Endless gratitude to the wonderful Eloisa Amezcua, one of my favorite people in the literary community and always a champion of others’ work, who was kind enough to include my poem, “A Quiver Of,” in this week’s edition of The Shallow Ends.
It’s an odd, unusual poem for me, that gave me permission to create a static form and then work within that form’s framework for effect and transitive meaning. It was a lot of fun to put together, and I’m so glad Eloisa has included it in a journal that so routinely features stunning work. Hope you enjoy it as well!
Thrilled to share a new poem of mine, “T-Rex Mask,” which has been published at one of my favorite online publications, Waxwing. Many thanks to Justin Bigos, Erin Stalcup, and Todd Kaneko for their support and for including me in their wonderful journal.
Waxwing is always packed with stunning writing, and looking at the table of contents–Michael Bazzett, Kelli Russell Agodon, sam sax, Patty Paine!–this one appears to be no different. Digging in in 3, 2, 1…

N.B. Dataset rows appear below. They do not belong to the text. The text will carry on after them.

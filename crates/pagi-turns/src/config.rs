//! Session configuration: interruption thresholds, queue sizes and timeouts.
//!
//! Loaded from code defaults, an optional TOML file and `PAGI_TURNS_*` environment
//! variables. Durations are stored in milliseconds so every source can express them.
//!
//! | Env | Default | Description |
//! |-----|---------|-------------|
//! | PAGI_TURNS_MIN_INTERRUPT_MS | 500 | Minimum user speech while the agent talks before barge-in. |
//! | PAGI_TURNS_MIN_INTERRUPT_WORDS | 0 | Words required in the transcript before barge-in (0 = acoustic only). |
//! | PAGI_TURNS_ENDPOINTING_MS | 500 | Quiet time after speech before the user turn is committed. |
//! | PAGI_TURNS_CANCEL_GRACE_MS | 500 | How long a cancelled stage may take to wind down before it is aborted. |
//! | PAGI_TURNS_GENERATION_TIMEOUT_MS | 15000 | Max wait for the next generator chunk. |
//! | PAGI_TURNS_SYNTHESIS_TIMEOUT_MS | 10000 | Max wait for the next synthesized frame. |
//! | PAGI_TURNS_TRANSCRIPT_TIMEOUT_MS | 3000 | Max wait for final transcripts once endpointing expires. |
//! | PAGI_TURNS_MAX_TOOL_ROUNDS | 5 | Continuation calls allowed per response. |

use crate::error::{TurnError, TurnResult};
use serde::{Deserialize, Serialize};
use std::path::Path;
use std::time::Duration;

/// Thresholds consumed by the interruption policy and the endpointing timer.
#[derive(Debug, Clone, Copy, PartialEq, Eq, Serialize, Deserialize)]
pub struct InterruptionThresholds {
    /// Candidate barge-in speech must last at least this long.
    #[serde(default = "default_min_interrupt_ms")]
    pub min_speech_duration_to_interrupt_ms: u64,
    /// When > 0, a transcript fragment with this many words is also required.
    #[serde(default)]
    pub min_words_to_interrupt: usize,
    /// Quiet period after speech end before the user turn is final.
    #[serde(default = "default_endpointing_ms")]
    pub min_endpointing_delay_ms: u64,
}

fn default_min_interrupt_ms() -> u64 {
    500
}

fn default_endpointing_ms() -> u64 {
    500
}

impl Default for InterruptionThresholds {
    fn default() -> Self {
        Self {
            min_speech_duration_to_interrupt_ms: default_min_interrupt_ms(),
            min_words_to_interrupt: 0,
            min_endpointing_delay_ms: default_endpointing_ms(),
        }
    }
}

impl InterruptionThresholds {
    pub fn new(
        min_speech_duration_to_interrupt: Duration,
        min_words_to_interrupt: usize,
        min_endpointing_delay: Duration,
    ) -> Self {
        Self {
            min_speech_duration_to_interrupt_ms: min_speech_duration_to_interrupt.as_millis() as u64,
            min_words_to_interrupt,
            min_endpointing_delay_ms: min_endpointing_delay.as_millis() as u64,
        }
    }

    pub fn min_speech_duration_to_interrupt(&self) -> Duration {
        Duration::from_millis(self.min_speech_duration_to_interrupt_ms)
    }

    pub fn min_endpointing_delay(&self) -> Duration {
        Duration::from_millis(self.min_endpointing_delay_ms)
    }
}

/// Full configuration for one voice session.
#[derive(Debug, Clone, PartialEq, Serialize, Deserialize)]
pub struct SessionConfig {
    #[serde(default)]
    pub thresholds: InterruptionThresholds,
    /// Capacity of the lossy capture queue (frames).
    #[serde(default = "default_audio_queue")]
    pub audio_queue_frames: usize,
    /// Capacity of the detector input queue (frames). Overflow is dropped.
    #[serde(default = "default_audio_queue")]
    pub detector_queue_frames: usize,
    /// Capacity of each speech segment's transcriber feed (frames).
    #[serde(default = "default_segment_queue")]
    pub segment_queue_frames: usize,
    /// Frames kept before speech start and replayed into the new segment.
    #[serde(default = "default_preroll")]
    pub preroll_frames: usize,
    /// Capacity of the controller event queue.
    #[serde(default = "default_control_queue")]
    pub control_queue: usize,
    /// Capacity of the response-text → synthesis queue (chunks).
    #[serde(default = "default_synthesis_queue")]
    pub synthesis_queue: usize,
    /// Shortest chunk handed to the synthesizer unless the response ends.
    #[serde(default = "default_min_chunk_chars")]
    pub min_chunk_chars: usize,
    #[serde(default = "default_cancel_grace_ms")]
    pub cancel_grace_ms: u64,
    #[serde(default = "default_generation_timeout_ms")]
    pub generation_timeout_ms: u64,
    #[serde(default = "default_synthesis_timeout_ms")]
    pub synthesis_timeout_ms: u64,
    #[serde(default = "default_transcript_timeout_ms")]
    pub transcript_timeout_ms: u64,
    #[serde(default = "default_max_tool_rounds")]
    pub max_tool_rounds: usize,
}

fn default_audio_queue() -> usize {
    64
}

fn default_segment_queue() -> usize {
    256
}

fn default_preroll() -> usize {
    10
}

fn default_control_queue() -> usize {
    128
}

fn default_synthesis_queue() -> usize {
    8
}

fn default_min_chunk_chars() -> usize {
    20
}

fn default_cancel_grace_ms() -> u64 {
    500
}

fn default_generation_timeout_ms() -> u64 {
    15_000
}

fn default_synthesis_timeout_ms() -> u64 {
    10_000
}

fn default_transcript_timeout_ms() -> u64 {
    3_000
}

fn default_max_tool_rounds() -> usize {
    5
}

impl Default for SessionConfig {
    fn default() -> Self {
        Self {
            thresholds: InterruptionThresholds::default(),
            audio_queue_frames: default_audio_queue(),
            detector_queue_frames: default_audio_queue(),
            segment_queue_frames: default_segment_queue(),
            preroll_frames: default_preroll(),
            control_queue: default_control_queue(),
            synthesis_queue: default_synthesis_queue(),
            min_chunk_chars: default_min_chunk_chars(),
            cancel_grace_ms: default_cancel_grace_ms(),
            generation_timeout_ms: default_generation_timeout_ms(),
            synthesis_timeout_ms: default_synthesis_timeout_ms(),
            transcript_timeout_ms: default_transcript_timeout_ms(),
            max_tool_rounds: default_max_tool_rounds(),
        }
    }
}

impl SessionConfig {
    /// Defaults with the given thresholds.
    pub fn with_thresholds(thresholds: InterruptionThresholds) -> Self {
        Self {
            thresholds,
            ..Self::default()
        }
    }

    /// Load from environment. Unset or unparsable values fall back to defaults.
    pub fn from_env() -> Self {
        let defaults = Self::default();
        let thresholds = InterruptionThresholds {
            min_speech_duration_to_interrupt_ms: env_u64(
                "PAGI_TURNS_MIN_INTERRUPT_MS",
                defaults.thresholds.min_speech_duration_to_interrupt_ms,
            ),
            min_words_to_interrupt: env_usize(
                "PAGI_TURNS_MIN_INTERRUPT_WORDS",
                defaults.thresholds.min_words_to_interrupt,
            ),
            min_endpointing_delay_ms: env_u64(
                "PAGI_TURNS_ENDPOINTING_MS",
                defaults.thresholds.min_endpointing_delay_ms,
            ),
        };
        Self {
            thresholds,
            cancel_grace_ms: env_u64("PAGI_TURNS_CANCEL_GRACE_MS", defaults.cancel_grace_ms).max(1),
            generation_timeout_ms: env_u64(
                "PAGI_TURNS_GENERATION_TIMEOUT_MS",
                defaults.generation_timeout_ms,
            ),
            synthesis_timeout_ms: env_u64(
                "PAGI_TURNS_SYNTHESIS_TIMEOUT_MS",
                defaults.synthesis_timeout_ms,
            ),
            transcript_timeout_ms: env_u64(
                "PAGI_TURNS_TRANSCRIPT_TIMEOUT_MS",
                defaults.transcript_timeout_ms,
            ),
            max_tool_rounds: env_usize("PAGI_TURNS_MAX_TOOL_ROUNDS", defaults.max_tool_rounds),
            ..defaults
        }
    }

    /// Layered load. Precedence: `PAGI_TURNS__*` env > TOML file (`PAGI_TURNS_CONFIG`,
    /// default `config/turns`) > defaults.
    pub fn load() -> TurnResult<Self> {
        let config_path =
            std::env::var("PAGI_TURNS_CONFIG").unwrap_or_else(|_| "config/turns".to_string());
        Self::load_from(Path::new(&config_path))
    }

    /// Same as [`SessionConfig::load`] with an explicit file path.
    pub fn load_from(path: &Path) -> TurnResult<Self> {
        let defaults = config::Config::try_from(&Self::default())?;
        let built = config::Config::builder()
            .add_source(defaults)
            .add_source(config::File::from(path).required(false))
            .add_source(
                config::Environment::with_prefix("PAGI_TURNS")
                    .separator("__")
                    .try_parsing(true),
            )
            .build()?;

        let config: Self = built.try_deserialize()?;
        config.validate()?;
        Ok(config)
    }

    /// Parse a TOML document. Missing keys take their defaults.
    pub fn from_toml_str(content: &str) -> TurnResult<Self> {
        let config: Self = toml::from_str(content)?;
        config.validate()?;
        Ok(config)
    }

    /// Reject configurations the pipelines cannot run with.
    pub fn validate(&self) -> TurnResult<()> {
        let queues = [
            ("audio_queue_frames", self.audio_queue_frames),
            ("detector_queue_frames", self.detector_queue_frames),
            ("segment_queue_frames", self.segment_queue_frames),
            ("control_queue", self.control_queue),
            ("synthesis_queue", self.synthesis_queue),
        ];
        for (name, size) in queues {
            if size == 0 {
                return Err(TurnError::Config(format!("{} must be greater than zero", name)));
            }
        }
        if self.cancel_grace_ms == 0 {
            return Err(TurnError::Config(
                "cancel_grace_ms must be greater than zero".to_string(),
            ));
        }
        if self.max_tool_rounds == 0 {
            return Err(TurnError::Config(
                "max_tool_rounds must be at least 1".to_string(),
            ));
        }
        Ok(())
    }

    pub fn cancel_grace(&self) -> Duration {
        Duration::from_millis(self.cancel_grace_ms)
    }

    pub fn generation_timeout(&self) -> Duration {
        Duration::from_millis(self.generation_timeout_ms)
    }

    pub fn synthesis_timeout(&self) -> Duration {
        Duration::from_millis(self.synthesis_timeout_ms)
    }

    pub fn transcript_timeout(&self) -> Duration {
        Duration::from_millis(self.transcript_timeout_ms)
    }
}

fn env_u64(name: &str, default: u64) -> u64 {
    match std::env::var(name) {
        Ok(v) => v.trim().parse().unwrap_or(default),
        Err(_) => default,
    }
}

fn env_usize(name: &str, default: usize) -> usize {
    match std::env::var(name) {
        Ok(v) => v.trim().parse().unwrap_or(default),
        Err(_) => default,
    }
}

#[cfg(test)]
mod tests {
    use super::*;

    #[test]
    fn defaults_are_valid() {
        let config = SessionConfig::default();
        assert!(config.validate().is_ok());
        assert_eq!(config.thresholds.min_speech_duration_to_interrupt(), Duration::from_millis(500));
        assert_eq!(config.thresholds.min_words_to_interrupt, 0);
    }

    #[test]
    fn toml_overrides_only_given_keys() {
        let config = SessionConfig::from_toml_str(
            r#"
            cancel_grace_ms = 250

            [thresholds]
            min_speech_duration_to_interrupt_ms = 600
            min_words_to_interrupt = 2
            min_endpointing_delay_ms = 800
            "#,
        )
        .unwrap();
        assert_eq!(config.cancel_grace(), Duration::from_millis(250));
        assert_eq!(
            config.thresholds,
            InterruptionThresholds::new(Duration::from_millis(600), 2, Duration::from_millis(800))
        );
        assert_eq!(config.synthesis_queue, 8);
    }

    #[test]
    fn zero_queue_is_rejected() {
        let err = SessionConfig::from_toml_str("control_queue = 0").unwrap_err();
        assert!(matches!(err, TurnError::Config(_)));
    }

    #[test]
    fn load_from_missing_file_uses_defaults() {
        let config = SessionConfig::load_from(Path::new("does/not/exist/turns")).unwrap();
        assert_eq!(config.max_tool_rounds, 5);
    }
}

As some of you may know, my partner Catherine’s little guy Thad was born without a right hand. He has never let this define him, but of course challenges do present themselves throughout his life. One of them is that, although games are a big hobby of his (one that he and I share, and share together!), manipulating the controller can be difficult on the right side. Working the trigger, shoulder button, face buttons and right control stick with one hand is tricky to begin with, but without fingers it’s impossible.
Luckily, there is a nonprofit org out there called The AbleGamers Foundation, which helps people like Thad acquire tools and solutions that allow them to enjoy this past-time fully as they advocate for accessibility in games for all. They sent Thad an Elite controller for the Xbox One, which has paddles you can attach behind the left side to stand in for other buttons; now, he can use his other left-hand fingers naturally to stand in for the right trigger and bumper and not have to try and move the right stick with his chest while reaching for the right trigger, or any of the other awkward “solutions” he’s had to rely on.
Look at that happy guy! ❤
Catherine and I are extremely grateful to AbleGamers for doing this work, which may not seem like a lot to someone on the outside, but for Thad will make a world of difference. If you’re looking for a new charity to add to your donation list, give them a look. I know I’ll be keeping up with their work.